### Brief
Your task is to copy every record exactly.

━━ Input for this task ━━

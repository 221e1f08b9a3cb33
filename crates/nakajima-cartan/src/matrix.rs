//! Dense integer matrices.
//!
//! Cartan and commutation matrices are tiny (rank at most a few dozen), so a
//! row-major `Vec` gives the best locality and the simplest indexing.

use std::fmt;
use std::ops::Index;

use nakajima_integers::Integer;

use crate::error::CartanError;

/// Dense matrix of arbitrary precision integers stored in row-major order.
#[derive(Debug, Clone, PartialEq, Eq, Hash)]
pub struct IntegerMatrix {
    /// Matrix entries in row-major order.
    data: Vec<Integer>,
    /// Number of rows.
    num_rows: usize,
    /// Number of columns.
    num_cols: usize,
}

impl IntegerMatrix {
    /// Creates a square matrix whose entry `(i, j)` is `f(i, j)`.
    #[must_use]
    pub fn square_from_fn(n: usize, mut f: impl FnMut(usize, usize) -> i64) -> Self {
        let mut data = Vec::with_capacity(n * n);
        for i in 0..n {
            for j in 0..n {
                data.push(Integer::new(f(i, j)));
            }
        }
        Self {
            data,
            num_rows: n,
            num_cols: n,
        }
    }

    /// Creates a matrix from rows of machine integers.
    ///
    /// # Errors
    ///
    /// Returns [`CartanError::RaggedRows`] if the rows differ in length.
    pub fn from_rows(rows: &[Vec<i64>]) -> Result<Self, CartanError> {
        Self::from_integer_rows(
            rows.iter()
                .map(|row| row.iter().map(|&v| Integer::new(v)).collect())
                .collect(),
        )
    }

    /// Creates a matrix from rows of integers.
    ///
    /// # Errors
    ///
    /// Returns [`CartanError::RaggedRows`] if the rows differ in length.
    pub fn from_integer_rows(rows: Vec<Vec<Integer>>) -> Result<Self, CartanError> {
        let num_rows = rows.len();
        let num_cols = rows.first().map_or(0, Vec::len);
        let mut data = Vec::with_capacity(num_rows * num_cols);
        for (row, entries) in rows.into_iter().enumerate() {
            if entries.len() != num_cols {
                return Err(CartanError::RaggedRows {
                    row,
                    expected: num_cols,
                    found: entries.len(),
                });
            }
            data.extend(entries);
        }
        Ok(Self {
            data,
            num_rows,
            num_cols,
        })
    }

    /// Returns the number of rows.
    #[must_use]
    pub fn num_rows(&self) -> usize {
        self.num_rows
    }

    /// Returns the number of columns.
    #[must_use]
    pub fn num_cols(&self) -> usize {
        self.num_cols
    }

    /// Checks if the matrix is square.
    #[must_use]
    pub fn is_square(&self) -> bool {
        self.num_rows == self.num_cols
    }

    /// Returns a reference to the entry at (row, col).
    #[must_use]
    pub fn get(&self, row: usize, col: usize) -> Option<&Integer> {
        if row < self.num_rows && col < self.num_cols {
            Some(&self.data[row * self.num_cols + col])
        } else {
            None
        }
    }

    /// Returns a slice of the specified row.
    #[must_use]
    pub fn row(&self, row: usize) -> &[Integer] {
        let start = row * self.num_cols;
        &self.data[start..start + self.num_cols]
    }

    /// Returns the transpose of the matrix.
    #[must_use]
    pub fn transpose(&self) -> Self {
        let mut data = Vec::with_capacity(self.data.len());
        for j in 0..self.num_cols {
            for i in 0..self.num_rows {
                data.push(self[(i, j)].clone());
            }
        }
        Self {
            data,
            num_rows: self.num_cols,
            num_cols: self.num_rows,
        }
    }

    /// Returns true if the matrix equals its transpose.
    #[must_use]
    pub fn is_symmetric(&self) -> bool {
        self.is_square()
            && (0..self.num_rows)
                .all(|i| (0..i).all(|j| self[(i, j)] == self[(j, i)]))
    }
}

impl Index<(usize, usize)> for IntegerMatrix {
    type Output = Integer;

    fn index(&self, (row, col): (usize, usize)) -> &Self::Output {
        &self.data[row * self.num_cols + col]
    }
}

/// Renders one bracketed row per line with right-aligned columns:
///
/// ```text
/// [ 2 -1]
/// [-1  2]
/// ```
impl fmt::Display for IntegerMatrix {
    fn fmt(&self, f: &mut fmt::Formatter<'_>) -> fmt::Result {
        let cells: Vec<String> = self.data.iter().map(ToString::to_string).collect();
        let width = cells.iter().map(String::len).max().unwrap_or(0);
        for row in 0..self.num_rows {
            if row > 0 {
                writeln!(f)?;
            }
            write!(f, "[")?;
            for col in 0..self.num_cols {
                if col > 0 {
                    write!(f, " ")?;
                }
                write!(f, "{:>width$}", cells[row * self.num_cols + col])?;
            }
            write!(f, "]")?;
        }
        Ok(())
    }
}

━━━

### Solution to this problem
repository 221e1f08b9a3cb33
filename crates/nakajima-cartan/src/matrix.rs
//! Dense integer matrices.
//!
//! Cartan and commutation matrices are tiny (rank at most a few dozen), so a
//! row-major `Vec` gives the best locality and the simplest indexing.

use std::fmt;
use std::ops::Index;

use nakajima_integers::Integer;

use crate::error::CartanError;

/// Dense matrix of arbitrary precision integers stored in row-major order.
#[derive(Debug, Clone, PartialEq, Eq, Hash)]
pub struct IntegerMatrix {
    /// Matrix entries in row-major order.
    data: Vec<Integer>,
    /// Number of rows.
    num_rows: usize,
    /// Number of columns.
    num_cols: usize,
}

impl IntegerMatrix {
    /// Creates a square matrix whose entry `(i, j)` is `f(i, j)`.
    #[must_use]
    pub fn square_from_fn(n: usize, mut f: impl FnMut(usize, usize) -> i64) -> Self {
        let mut data = Vec::with_capacity(n * n);
        for i in 0..n {
            for j in 0..n {
                data.push(Integer::new(f(i, j)));
            }
        }
        Self {
            data,
            num_rows: n,
            num_cols: n,
        }
    }

    /// Creates a matrix from rows of machine integers.
    ///
    /// # Errors
    ///
    /// Returns [`CartanError::RaggedRows`] if the rows differ in length.
    pub fn from_rows(rows: &[Vec<i64>]) -> Result<Self, CartanError> {
        Self::from_integer_rows(
            rows.iter()
                .map(|row| row.iter().map(|&v| Integer::new(v)).collect())
                .collect(),
        )
    }

    /// Creates a matrix from rows of integers.
    ///
    /// # Errors
    ///
    /// Returns [`CartanError::RaggedRows`] if the rows differ in length.
    pub fn from_integer_rows(rows: Vec<Vec<Integer>>) -> Result<Self, CartanError> {
        let num_rows = rows.len();
        let num_cols = rows.first().map_or(0, Vec::len);
        let mut data = Vec::with_capacity(num_rows * num_cols);
        for (row, entries) in rows.into_iter().enumerate() {
            if entries.len() != num_cols {
                return Err(CartanError::RaggedRows {
                    row,
                    expected: num_cols,
                    found: entries.len(),
                });
            }
            data.extend(entries);
        }
        Ok(Self {
            data,
            num_rows,
            num_cols,
        })
    }

    /// Returns the number of rows.
    #[must_use]
    pub fn num_rows(&self) -> usize {
        self.num_rows
    }

    /// Returns the number of columns.
    #[must_use]
    pub fn num_cols(&self) -> usize {
        self.num_cols
    }

    /// Checks if the matrix is square.
    #[must_use]
    pub fn is_square(&self) -> bool {
        self.num_rows == self.num_cols
    }

    /// Returns a reference to the entry at (row, col).
    #[must_use]
    pub fn get(&self, row: usize, col: usize) -> Option<&Integer> {
        if row < self.num_rows && col < self.num_cols {
            Some(&self.data[row * self.num_cols + col])
        } else {
            None
        }
    }

    /// Returns a slice of the specified row.
    #[must_use]
    pub fn row(&self, row: usize) -> &[Integer] {
        let start = row * self.num_cols;
        &self.data[start..start + self.num_cols]
    }

    /// Returns the transpose of the matrix.
    #[must_use]
    pub fn transpose(&self) -> Self {
        let mut data = Vec::with_capacity(self.data.len());
        for j in 0..self.num_cols {
            for i in 0..self.num_rows {
                data.push(self[(i, j)].clone());
            }
        }
        Self {
            data,
            num_rows: self.num_cols,
            num_cols: self.num_rows,
        }
    }

    /// Returns true if the matrix equals its transpose.
    #[must_use]
    pub fn is_symmetric(&self) -> bool {
        self.is_square()
            && (0..self.num_rows)
                .all(|i| (0..i).all(|j| self[(i, j)] == self[(j, i)]))
    }
}

impl Index<(usize, usize)> for IntegerMatrix {
    type Output = Integer;

    fn index(&self, (row, col): (usize, usize)) -> &Self::Output {
        &self.data[row * self.num_cols + col]
    }
}

/// Renders one bracketed row per line with right-aligned columns:
///
/// ```text
/// [ 2 -1]
/// [-1  2]
/// ```
impl fmt::Display for IntegerMatrix {
    fn fmt(&self, f: &mut fmt::Formatter<'_>) -> fmt::Result {
        let cells: Vec<String> = self.data.iter().map(ToString::to_string).collect();
        let width = cells.iter().map(String::len).max().unwrap_or(0);
        for row in 0..self.num_rows {
            if row > 0 {
                writeln!(f)?;
            }
            write!(f, "[")?;
            for col in 0..self.num_cols {
                if col > 0 {
                    write!(f, " ")?;
                }
                write!(f, "{:>width$}", cells[row * self.num_cols + col])?;
            }
            write!(f, "]")?;
        }
        Ok(())
    }
}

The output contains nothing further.